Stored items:

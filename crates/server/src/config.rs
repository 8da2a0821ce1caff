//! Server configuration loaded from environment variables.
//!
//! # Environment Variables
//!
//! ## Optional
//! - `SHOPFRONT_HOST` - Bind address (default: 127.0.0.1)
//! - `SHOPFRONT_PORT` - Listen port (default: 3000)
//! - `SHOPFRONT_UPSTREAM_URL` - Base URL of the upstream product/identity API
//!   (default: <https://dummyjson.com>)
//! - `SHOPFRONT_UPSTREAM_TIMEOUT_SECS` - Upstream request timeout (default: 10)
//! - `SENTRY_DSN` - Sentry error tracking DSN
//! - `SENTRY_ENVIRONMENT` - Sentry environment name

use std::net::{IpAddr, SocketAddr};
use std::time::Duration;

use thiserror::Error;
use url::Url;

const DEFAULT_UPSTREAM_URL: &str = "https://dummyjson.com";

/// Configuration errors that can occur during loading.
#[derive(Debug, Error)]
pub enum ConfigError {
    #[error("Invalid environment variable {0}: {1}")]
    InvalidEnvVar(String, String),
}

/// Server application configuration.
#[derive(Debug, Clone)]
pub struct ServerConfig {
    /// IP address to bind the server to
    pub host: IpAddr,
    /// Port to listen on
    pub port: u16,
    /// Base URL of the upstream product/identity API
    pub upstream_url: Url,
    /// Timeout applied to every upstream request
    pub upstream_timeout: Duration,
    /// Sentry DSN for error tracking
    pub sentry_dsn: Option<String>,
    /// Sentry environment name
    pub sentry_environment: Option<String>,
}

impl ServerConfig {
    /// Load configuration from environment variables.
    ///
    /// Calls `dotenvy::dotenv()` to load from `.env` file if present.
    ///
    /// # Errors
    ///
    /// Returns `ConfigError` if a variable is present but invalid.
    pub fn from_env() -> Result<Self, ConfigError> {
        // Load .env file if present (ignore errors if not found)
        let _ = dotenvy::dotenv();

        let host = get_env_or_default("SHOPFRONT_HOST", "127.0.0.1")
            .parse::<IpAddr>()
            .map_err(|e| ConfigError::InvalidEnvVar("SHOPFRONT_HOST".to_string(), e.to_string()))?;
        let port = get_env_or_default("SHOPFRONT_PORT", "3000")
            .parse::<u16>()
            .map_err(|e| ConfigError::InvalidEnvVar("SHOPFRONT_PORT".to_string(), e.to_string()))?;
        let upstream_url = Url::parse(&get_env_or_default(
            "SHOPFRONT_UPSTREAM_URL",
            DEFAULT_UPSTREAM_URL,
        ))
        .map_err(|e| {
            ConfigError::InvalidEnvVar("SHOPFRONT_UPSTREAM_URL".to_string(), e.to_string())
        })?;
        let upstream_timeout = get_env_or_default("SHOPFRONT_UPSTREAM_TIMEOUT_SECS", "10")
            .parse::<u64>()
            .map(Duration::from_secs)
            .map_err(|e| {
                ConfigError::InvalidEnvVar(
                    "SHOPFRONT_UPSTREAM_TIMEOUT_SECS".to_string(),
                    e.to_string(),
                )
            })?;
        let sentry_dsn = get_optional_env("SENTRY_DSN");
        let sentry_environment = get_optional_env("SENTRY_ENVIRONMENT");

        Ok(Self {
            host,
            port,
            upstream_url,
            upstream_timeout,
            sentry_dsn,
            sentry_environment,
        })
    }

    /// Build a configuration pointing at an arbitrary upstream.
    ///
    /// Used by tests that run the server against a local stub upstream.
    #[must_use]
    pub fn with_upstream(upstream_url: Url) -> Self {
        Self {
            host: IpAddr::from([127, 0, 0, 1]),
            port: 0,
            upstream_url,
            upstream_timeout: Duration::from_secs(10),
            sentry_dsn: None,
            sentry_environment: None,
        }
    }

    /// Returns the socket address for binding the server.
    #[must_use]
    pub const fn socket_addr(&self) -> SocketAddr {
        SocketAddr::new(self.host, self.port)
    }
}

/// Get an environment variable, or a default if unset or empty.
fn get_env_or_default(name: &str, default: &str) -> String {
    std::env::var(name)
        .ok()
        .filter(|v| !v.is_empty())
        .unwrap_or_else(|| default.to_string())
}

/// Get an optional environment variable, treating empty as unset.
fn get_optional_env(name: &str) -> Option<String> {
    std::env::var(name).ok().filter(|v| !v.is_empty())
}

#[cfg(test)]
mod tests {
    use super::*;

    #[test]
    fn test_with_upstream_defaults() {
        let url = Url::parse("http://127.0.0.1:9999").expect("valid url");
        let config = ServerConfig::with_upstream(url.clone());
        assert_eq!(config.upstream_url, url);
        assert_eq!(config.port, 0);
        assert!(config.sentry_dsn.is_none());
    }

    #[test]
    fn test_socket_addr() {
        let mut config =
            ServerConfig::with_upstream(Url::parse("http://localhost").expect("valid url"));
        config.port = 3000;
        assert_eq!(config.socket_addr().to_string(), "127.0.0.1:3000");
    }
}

...

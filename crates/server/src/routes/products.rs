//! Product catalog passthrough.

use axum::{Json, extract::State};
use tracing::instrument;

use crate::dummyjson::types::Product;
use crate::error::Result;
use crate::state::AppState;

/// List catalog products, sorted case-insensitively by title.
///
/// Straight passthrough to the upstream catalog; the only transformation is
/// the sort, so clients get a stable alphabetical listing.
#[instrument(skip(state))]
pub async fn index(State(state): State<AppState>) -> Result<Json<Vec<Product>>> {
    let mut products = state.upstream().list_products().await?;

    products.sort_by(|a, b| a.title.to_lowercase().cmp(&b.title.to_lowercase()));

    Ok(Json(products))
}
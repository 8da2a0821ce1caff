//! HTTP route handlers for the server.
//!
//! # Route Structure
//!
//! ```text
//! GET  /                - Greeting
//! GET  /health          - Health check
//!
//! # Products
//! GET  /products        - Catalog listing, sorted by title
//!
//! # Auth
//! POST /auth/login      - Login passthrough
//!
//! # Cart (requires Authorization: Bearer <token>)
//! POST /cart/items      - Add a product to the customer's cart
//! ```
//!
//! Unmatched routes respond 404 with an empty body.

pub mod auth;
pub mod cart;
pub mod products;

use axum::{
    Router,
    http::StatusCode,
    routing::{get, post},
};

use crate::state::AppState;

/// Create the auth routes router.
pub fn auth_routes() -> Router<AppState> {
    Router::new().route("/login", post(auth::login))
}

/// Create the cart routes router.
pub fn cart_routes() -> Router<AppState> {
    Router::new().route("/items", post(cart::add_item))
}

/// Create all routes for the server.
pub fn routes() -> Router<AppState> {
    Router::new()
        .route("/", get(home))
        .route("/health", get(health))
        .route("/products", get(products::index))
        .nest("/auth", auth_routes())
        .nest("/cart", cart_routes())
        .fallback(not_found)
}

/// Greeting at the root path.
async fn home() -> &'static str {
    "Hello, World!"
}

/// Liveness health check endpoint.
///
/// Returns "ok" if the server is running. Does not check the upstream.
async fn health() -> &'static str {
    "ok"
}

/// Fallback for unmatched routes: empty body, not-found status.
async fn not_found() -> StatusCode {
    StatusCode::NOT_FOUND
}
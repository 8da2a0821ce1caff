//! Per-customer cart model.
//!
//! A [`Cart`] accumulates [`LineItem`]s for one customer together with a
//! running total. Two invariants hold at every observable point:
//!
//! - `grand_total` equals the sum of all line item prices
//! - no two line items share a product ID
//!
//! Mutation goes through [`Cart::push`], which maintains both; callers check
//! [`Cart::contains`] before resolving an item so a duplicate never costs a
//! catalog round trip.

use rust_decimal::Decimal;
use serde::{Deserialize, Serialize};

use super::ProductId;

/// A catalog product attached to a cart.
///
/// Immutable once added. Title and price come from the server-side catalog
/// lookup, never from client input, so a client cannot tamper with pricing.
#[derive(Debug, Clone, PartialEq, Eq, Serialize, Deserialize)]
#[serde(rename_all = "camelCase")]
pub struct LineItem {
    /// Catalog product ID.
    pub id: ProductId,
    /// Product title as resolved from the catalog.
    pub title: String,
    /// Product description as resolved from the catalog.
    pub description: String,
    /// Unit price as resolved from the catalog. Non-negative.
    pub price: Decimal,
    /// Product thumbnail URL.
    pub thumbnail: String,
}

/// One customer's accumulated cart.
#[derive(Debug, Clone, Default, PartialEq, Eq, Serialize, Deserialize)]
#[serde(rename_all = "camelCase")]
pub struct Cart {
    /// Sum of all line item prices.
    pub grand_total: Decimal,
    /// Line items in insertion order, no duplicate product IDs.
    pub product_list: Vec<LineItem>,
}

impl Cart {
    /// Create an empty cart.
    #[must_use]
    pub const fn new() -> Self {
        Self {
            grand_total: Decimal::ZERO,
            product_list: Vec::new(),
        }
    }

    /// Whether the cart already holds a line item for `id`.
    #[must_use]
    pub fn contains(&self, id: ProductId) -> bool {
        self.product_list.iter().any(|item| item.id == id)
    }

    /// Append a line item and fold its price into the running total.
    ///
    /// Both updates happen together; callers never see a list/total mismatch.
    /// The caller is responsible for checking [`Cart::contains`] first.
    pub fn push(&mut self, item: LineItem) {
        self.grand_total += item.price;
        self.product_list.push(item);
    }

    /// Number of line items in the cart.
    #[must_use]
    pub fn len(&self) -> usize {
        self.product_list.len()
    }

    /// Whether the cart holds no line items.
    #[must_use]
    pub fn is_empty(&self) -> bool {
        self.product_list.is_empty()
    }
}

Task goal —
Only one stretch of the entries above is wanted: the lines from the one containing "description as resolved from the catalog." through the one containing "customer's accumulated cart.". Please reproduce it exactly.

Answer to this problem —
    /// Product description as resolved from the catalog.
    pub description: String,
    /// Unit price as resolved from the catalog. Non-negative.
    pub price: Decimal,
    /// Product thumbnail URL.
    pub thumbnail: String,
}

/// One customer's accumulated cart.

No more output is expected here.